ルアーボックスの中身も総点検である。使用頻度の低いカラーを入れ替え、春に効きそうなナチュラル系を補充する。ジグヘッドのウェイトバリエーションを揃え、ワームの在庫を確認する。こうした作業をしていると、不思議と次の釣行が具体的にイメージできる。準備は退屈を紛らわせる最高の処方箋である。
個人的にこの冬はチニングタックルを買い足した。筆者のメインフィールドである大阪南港は、年中チヌの魚影が濃い。
情報収集期間
冬は動かずとも、頭は動かす。地図を広げ、過去の釣行ログを見返し、春に魚が差すであろうラインを想像する。干潮時の写真を確認し、ブレイクや沈み根の位置を再認識する。潮位と風向きの組み合わせも整理する。
特に楽しみなのが、バイクでの機動力を活かしたポイント開拓である。泉南方面の細かな漁港や小場所は、車では入りにくい場所も多い。バイクなら身軽に移動でき、短時間で複数箇所を見て回れる。実釣せずとも現地に立ち、地形と立ち位置を確認するだけで大きな収穫である。春爆に備えた布石は、すでにこの時期から始まっているのである。
メンタル整理
釣れない時期に無理をすると、焦りだけが積み重なる。結果を求めすぎると釣りが義務になる。

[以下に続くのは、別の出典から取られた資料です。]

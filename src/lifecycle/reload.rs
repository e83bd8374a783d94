//! Reload coordinator.
//!
//! # State Machine
//! ```text
//!            reload signal / file write
//! Serving ───────────────────────────────▶ Reloading
//!    ▲                                         │
//!    └──── publish new handler, or keep old ───┘
//!
//! Serving ── terminate ──▶ ShuttingDown (drain server, leave loop)
//! ```
//!
//! # Design Decisions
//! - One `select!` loop merges terminate, reload and file-change events
//! - A rebuild either publishes a complete new handler or changes nothing
//! - Route loading runs on a blocking task; the loop waits for it

use std::path::{Path, PathBuf};
use std::sync::Arc;
use std::time::Duration;

use notify::RecommendedWatcher;
use thiserror::Error;
use tokio::sync::mpsc;

use crate::config::source::{RouteSource, SourceError};
use crate::config::watcher::{is_write_to, FileEvents};
use crate::http::handler::HandlerFactory;
use crate::http::server::{ActiveHandler, DrainOutcome, ServerError, ServerHandle};
use crate::lifecycle::signals::SignalTriggers;
use crate::routing::RouteTable;

/// Coordinator states.
#[derive(Debug, Clone, Copy, PartialEq, Eq)]
pub enum CoordinatorState {
    Serving,
    Reloading,
    ShuttingDown,
}

/// Errors from a single rebuild.
#[derive(Debug, Error)]
pub enum ReloadError {
    #[error(transparent)]
    Source(#[from] SourceError),

    #[error("route loading task failed: {0}")]
    Task(#[from] tokio::task::JoinError),
}

/// The event sources the coordinator waits on.
pub struct Triggers {
    terminate: mpsc::Receiver<()>,
    reload: mpsc::Receiver<()>,
    file_events: Option<FileEvents>,
    _watcher: Option<RecommendedWatcher>,
}

impl Triggers {
    pub fn new(terminate: mpsc::Receiver<()>, reload: mpsc::Receiver<()>) -> Self {
        Self {
            terminate,
            reload,
            file_events: None,
            _watcher: None,
        }
    }

    /// Add file-change events. `watcher` is kept alive for as long as the
    /// triggers are.
    pub fn with_file_events(mut self, events: FileEvents, watcher: Option<RecommendedWatcher>) -> Self {
        self.file_events = Some(events);
        self._watcher = watcher;
        self
    }
}

impl From<SignalTriggers> for Triggers {
    fn from(signals: SignalTriggers) -> Self {
        Self::new(signals.terminate, signals.reload)
    }
}

/// Owns the route source and republishes the active handler on demand.
pub struct ReloadCoordinator {
    source: RouteSource,
    factory: HandlerFactory,
    active: ActiveHandler,
    grace: Duration,
    state: CoordinatorState,
}

impl ReloadCoordinator {
    pub fn new(source: RouteSource, factory: HandlerFactory, active: ActiveHandler, grace: Duration) -> Self {
        Self {
            source,
            factory,
            active,
            grace,
            state: CoordinatorState::Serving,
        }
    }

    pub fn state(&self) -> CoordinatorState {
        self.state
    }

    /// Rebuild from the source and publish the result.
    ///
    /// On failure the published handler is left untouched.
    pub async fn reload(&mut self) -> Result<Arc<RouteTable>, ReloadError> {
        self.state = CoordinatorState::Reloading;
        let source = self.source.clone();
        let loaded = tokio::task::spawn_blocking(move || source.load()).await;
        self.state = CoordinatorState::Serving;

        let table = Arc::new(loaded??);
        self.active.publish(self.factory.build(table.clone()));
        Ok(table)
    }

    async fn reload_logged(&mut self, trigger: &'static str) {
        tracing::info!(trigger = trigger, "Reloading routes");
        match self.reload().await {
            Ok(table) => tracing::info!(trigger = trigger, routes = table.len(), "Routes reloaded"),
            Err(e) => tracing::error!(trigger = trigger, error = %e, "Reload failed, keeping previous routes"),
        }
    }

    /// Wait for triggers until terminated, then shut the server down.
    pub async fn run(mut self, mut triggers: Triggers, server: ServerHandle) -> Result<DrainOutcome, ServerError> {
        let watched: Option<PathBuf> = self.source.watch_path().map(Path::to_path_buf);

        loop {
            let mut watch_closed = false;

            tokio::select! {
                _ = triggers.terminate.recv() => break,
                Some(()) = triggers.reload.recv() => self.reload_logged("signal").await,
                event = next_file_event(&mut triggers.file_events) => match event {
                    Some(Ok(event)) => {
                        if watched.as_deref().is_some_and(|path| is_write_to(&event, path)) {
                            self.reload_logged("file").await;
                        }
                    }
                    Some(Err(e)) => tracing::warn!(error = %e, "Route file watcher error"),
                    None => watch_closed = true,
                },
            }

            if watch_closed {
                tracing::warn!("Route file watcher stopped, reload is signal-only");
                triggers.file_events = None;
            }
        }

        self.state = CoordinatorState::ShuttingDown;
        server.shutdown(self.grace).await
    }
}

async fn next_file_event(events: &mut Option<FileEvents>) -> Option<notify::Result<notify::Event>> {
    match events {
        Some(rx) => rx.recv().await,
        None => std::future::pending().await,
    }
}

#[cfg(test)]
mod tests {
    use super::*;
    use crate::http::server::HttpServer;
    use axum::Router;
    use notify::event::{DataChange, EventKind, ModifyKind};
    use std::fs;
    use tokio::net::TcpListener;

    struct Fixture {
        _dir: tempfile::TempDir,
        path: PathBuf,
        active: ActiveHandler,
        coordinator: ReloadCoordinator,
    }

    fn fixture(initial: &str) -> Fixture {
        let dir = tempfile::tempdir().unwrap();
        let path = dir.path().join("map.json");
        fs::write(&path, initial).unwrap();

        let source = RouteSource::file(&path);
        let factory = HandlerFactory::new(Router::new());
        let table = Arc::new(source.load().unwrap());
        let active = ActiveHandler::new(factory.build(table));
        let coordinator = ReloadCoordinator::new(source, factory, active.clone(), Duration::from_secs(5));

        Fixture {
            _dir: dir,
            path,
            active,
            coordinator,
        }
    }

    fn target(active: &ActiveHandler, key: &str) -> Option<String> {
        active.current().table().resolve(key).map(str::to_string)
    }

    async fn wait_for_target(active: &ActiveHandler, key: &str, expected: &str) -> bool {
        for _ in 0..100 {
            if target(active, key).as_deref() == Some(expected) {
                return true;
            }
            tokio::time::sleep(Duration::from_millis(20)).await;
        }
        false
    }

    #[tokio::test]
    async fn test_reload_publishes_new_table() {
        let mut fx = fixture(r#"{"/a": "https://example.com/a"}"#);

        fs::write(&fx.path, r#"{"/a": "https://example.com/a2"}"#).unwrap();
        let table = fx.coordinator.reload().await.unwrap();

        assert_eq!(table.resolve("a"), Some("https://example.com/a2"));
        assert_eq!(target(&fx.active, "a").as_deref(), Some("https://example.com/a2"));
        assert_eq!(fx.coordinator.state(), CoordinatorState::Serving);
    }

    #[tokio::test]
    async fn test_failed_reload_keeps_previous_handler() {
        let mut fx = fixture(r#"{"/a": "https://example.com/a"}"#);
        let before = fx.active.current();

        fs::write(&fx.path, r#"{"/a": "https://exam"#).unwrap();
        assert!(fx.coordinator.reload().await.is_err());

        assert!(Arc::ptr_eq(&before, &fx.active.current()));
        assert_eq!(fx.coordinator.state(), CoordinatorState::Serving);

        fs::remove_file(&fx.path).unwrap();
        assert!(fx.coordinator.reload().await.is_err());
        assert_eq!(target(&fx.active, "a").as_deref(), Some("https://example.com/a"));
    }

    #[tokio::test]
    async fn test_reload_unchanged_file_is_equivalent() {
        let mut fx = fixture(r#"{"/a": "https://example.com/a", "b": "https://example.com/b"}"#);
        let before = fx.active.current().table().clone();

        let after = fx.coordinator.reload().await.unwrap();
        assert_eq!(*before, *after);
    }

    #[tokio::test]
    async fn test_run_loop_handles_triggers() {
        let fx = fixture(r#"{"/a": "https://example.com/a"}"#);

        let listener = TcpListener::bind("127.0.0.1:0").await.unwrap();
        let server = HttpServer::new(fx.active.clone(), Duration::from_secs(5)).spawn(listener).unwrap();

        let (terminate_tx, terminate_rx) = mpsc::channel(1);
        let (reload_tx, reload_rx) = mpsc::channel(1);
        let (file_tx, file_rx) = mpsc::unbounded_channel();
        let triggers = Triggers::new(terminate_rx, reload_rx).with_file_events(file_rx, None);

        let run = tokio::spawn(fx.coordinator.run(triggers, server));

        fs::write(&fx.path, r#"{"/a": "https://example.com/signal"}"#).unwrap();
        reload_tx.send(()).await.unwrap();
        assert!(wait_for_target(&fx.active, "a", "https://example.com/signal").await);

        fs::write(&fx.path, r#"{"/a": "https://example.com/file"}"#).unwrap();
        let event = notify::Event::new(EventKind::Modify(ModifyKind::Data(DataChange::Content)))
            .add_path(fx.path.clone());
        file_tx.send(Ok(event)).unwrap();
        assert!(wait_for_target(&fx.active, "a", "https://example.com/file").await);

        // Events for other files are ignored.
        fs::write(&fx.path, r#"{"/a": "https://example.com/ignored"}"#).unwrap();
        let other = notify::Event::new(EventKind::Modify(ModifyKind::Data(DataChange::Content)))
            .add_path(fx.path.with_file_name("other.json"));
        file_tx.send(Ok(other)).unwrap();
        file_tx.send(Err(notify::Error::generic("watch failed"))).unwrap();
        tokio::time::sleep(Duration::from_millis(100)).await;
        assert_eq!(target(&fx.active, "a").as_deref(), Some("https://example.com/file"));

        terminate_tx.send(()).await.unwrap();
        let outcome = tokio::time::timeout(Duration::from_secs(10), run)
            .await
            .unwrap()
            .unwrap()
            .unwrap();
        assert_eq!(outcome, DrainOutcome::Drained);
    }
}
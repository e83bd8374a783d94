//! Route file watcher for hot reload.

use std::path::{Path, PathBuf};
use std::time::Duration;

use notify::{Config, Event, RecommendedWatcher, RecursiveMode, Watcher};
use tokio::sync::mpsc;

/// Raw file-system notifications, including watcher errors.
pub type FileEvents = mpsc::UnboundedReceiver<notify::Result<Event>>;

/// A watcher that reports changes to the route file.
///
/// The parent directory is watched rather than the file itself so that
/// editors replacing the file via rename keep triggering events.
pub struct ConfigWatcher {
    path: PathBuf,
    event_tx: mpsc::UnboundedSender<notify::Result<Event>>,
}

impl ConfigWatcher {
    /// Create a new ConfigWatcher.
    ///
    /// Returns the watcher and a receiver for file-system events.
    pub fn new(path: &Path) -> (Self, FileEvents) {
        let (event_tx, event_rx) = mpsc::unbounded_channel();

        (
            Self {
                path: path.to_path_buf(),
                event_tx,
            },
            event_rx,
        )
    }

    /// Start watching. The returned watcher must be kept alive.
    pub fn run(self) -> Result<RecommendedWatcher, notify::Error> {
        let tx = self.event_tx;

        let mut watcher = RecommendedWatcher::new(
            move |res: notify::Result<Event>| {
                let _ = tx.send(res);
            },
            Config::default().with_poll_interval(Duration::from_secs(2)),
        )?;

        let dir = match self.path.parent() {
            Some(parent) if !parent.as_os_str().is_empty() => parent.to_path_buf(),
            _ => PathBuf::from("."),
        };
        watcher.watch(&dir, RecursiveMode::NonRecursive)?;

        tracing::info!(path = ?self.path, "Route file watcher started");
        Ok(watcher)
    }
}

/// True when `event` is a content change or (re)creation of `path`.
pub fn is_write_to(event: &Event, path: &Path) -> bool {
    if !(event.kind.is_modify() || event.kind.is_create()) {
        return false;
    }
    let name = path.file_name();
    event.paths.iter().any(|p| p == path || (name.is_some() && p.file_name() == name))
}

#[cfg(test)]
mod tests {
    use super::*;
    use notify::event::{CreateKind, DataChange, EventKind, ModifyKind, RemoveKind};

    fn event(kind: EventKind, path: &str) -> Event {
        Event::new(kind).add_path(PathBuf::from(path))
    }

    #[test]
    fn test_is_write_to() {
        let watched = Path::new("/home/u/.map.json");

        assert!(is_write_to(
            &event(EventKind::Modify(ModifyKind::Data(DataChange::Content)), "/home/u/.map.json"),
            watched
        ));
        assert!(is_write_to(&event(EventKind::Create(CreateKind::File), "/home/u/.map.json"), watched));
        assert!(!is_write_to(&event(EventKind::Remove(RemoveKind::File), "/home/u/.map.json"), watched));
        assert!(!is_write_to(
            &event(EventKind::Modify(ModifyKind::Data(DataChange::Content)), "/home/u/other.json"),
            watched
        ));
    }

    #[tokio::test]
    async fn test_reports_file_write() {
        let dir = tempfile::tempdir().unwrap();
        let path = dir.path().join("map.json");
        std::fs::write(&path, "{}").unwrap();

        let (watcher, mut events) = ConfigWatcher::new(&path);
        let _watcher = watcher.run().unwrap();

        std::fs::write(&path, r#"{"a": "https://example.com"}"#).unwrap();

        let seen = tokio::time::timeout(Duration::from_secs(10), async {
            while let Some(res) = events.recv().await {
                if let Ok(ev) = res {
                    if is_write_to(&ev, &path) {
                        return true;
                    }
                }
            }
            false
        })
        .await
        .unwrap_or(false);

        assert!(seen, "no write event observed for {:?}", path);
    }
}
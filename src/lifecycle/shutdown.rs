//! Stop signal for the HTTP server task.

use tokio::sync::broadcast;

/// One-shot stop signal fanned out to every subscriber.
///
/// Receivers created before [`Shutdown::trigger`] observe the signal; a
/// receiver also wakes if the `Shutdown` is dropped.
pub struct Shutdown {
    tx: broadcast::Sender<()>,
}

impl Shutdown {
    pub fn new() -> Self {
        let (tx, _) = broadcast::channel(1);
        Self { tx }
    }

    /// Subscribe to the stop signal.
    pub fn subscribe(&self) -> broadcast::Receiver<()> {
        self.tx.subscribe()
    }

    /// Fire the stop signal. Firing with no subscribers is a no-op.
    pub fn trigger(&self) {
        let _ = self.tx.send(());
    }
}

impl Default for Shutdown {
    fn default() -> Self {
        Self::new()
    }
}

#[cfg(test)]
mod tests {
    use super::*;

    #[tokio::test]
    async fn test_all_subscribers_notified() {
        let shutdown = Shutdown::new();
        let mut a = shutdown.subscribe();
        let mut b = shutdown.subscribe();

        shutdown.trigger();

        assert!(a.recv().await.is_ok());
        assert!(b.recv().await.is_ok());
    }

    #[tokio::test]
    async fn test_drop_wakes_subscribers() {
        let shutdown = Shutdown::new();
        let mut rx = shutdown.subscribe();

        drop(shutdown);

        assert!(rx.recv().await.is_err());
    }
}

春の夕マヅメ、潮が動き出し、待望のアタリが出る瞬間を想像する。メバルの金属的な引き、チヌの重量感、アジの連発。そんな妄想を膨らませながら、静かな冬をやり過ごす。この一か月の我慢があるからこそ、春の一匹がより価値を持つ。春の新しい魚を手に入れたときには、思わず声が出るに違いない。
暇である。しかし必要な暇である。海が目覚めるその日まで、準備と妄想を重ねて待つ。それもまた釣りの一部なのだ。この二月はにわかに暖かい日が全国的に続いているが、海の海水温上昇は遅い。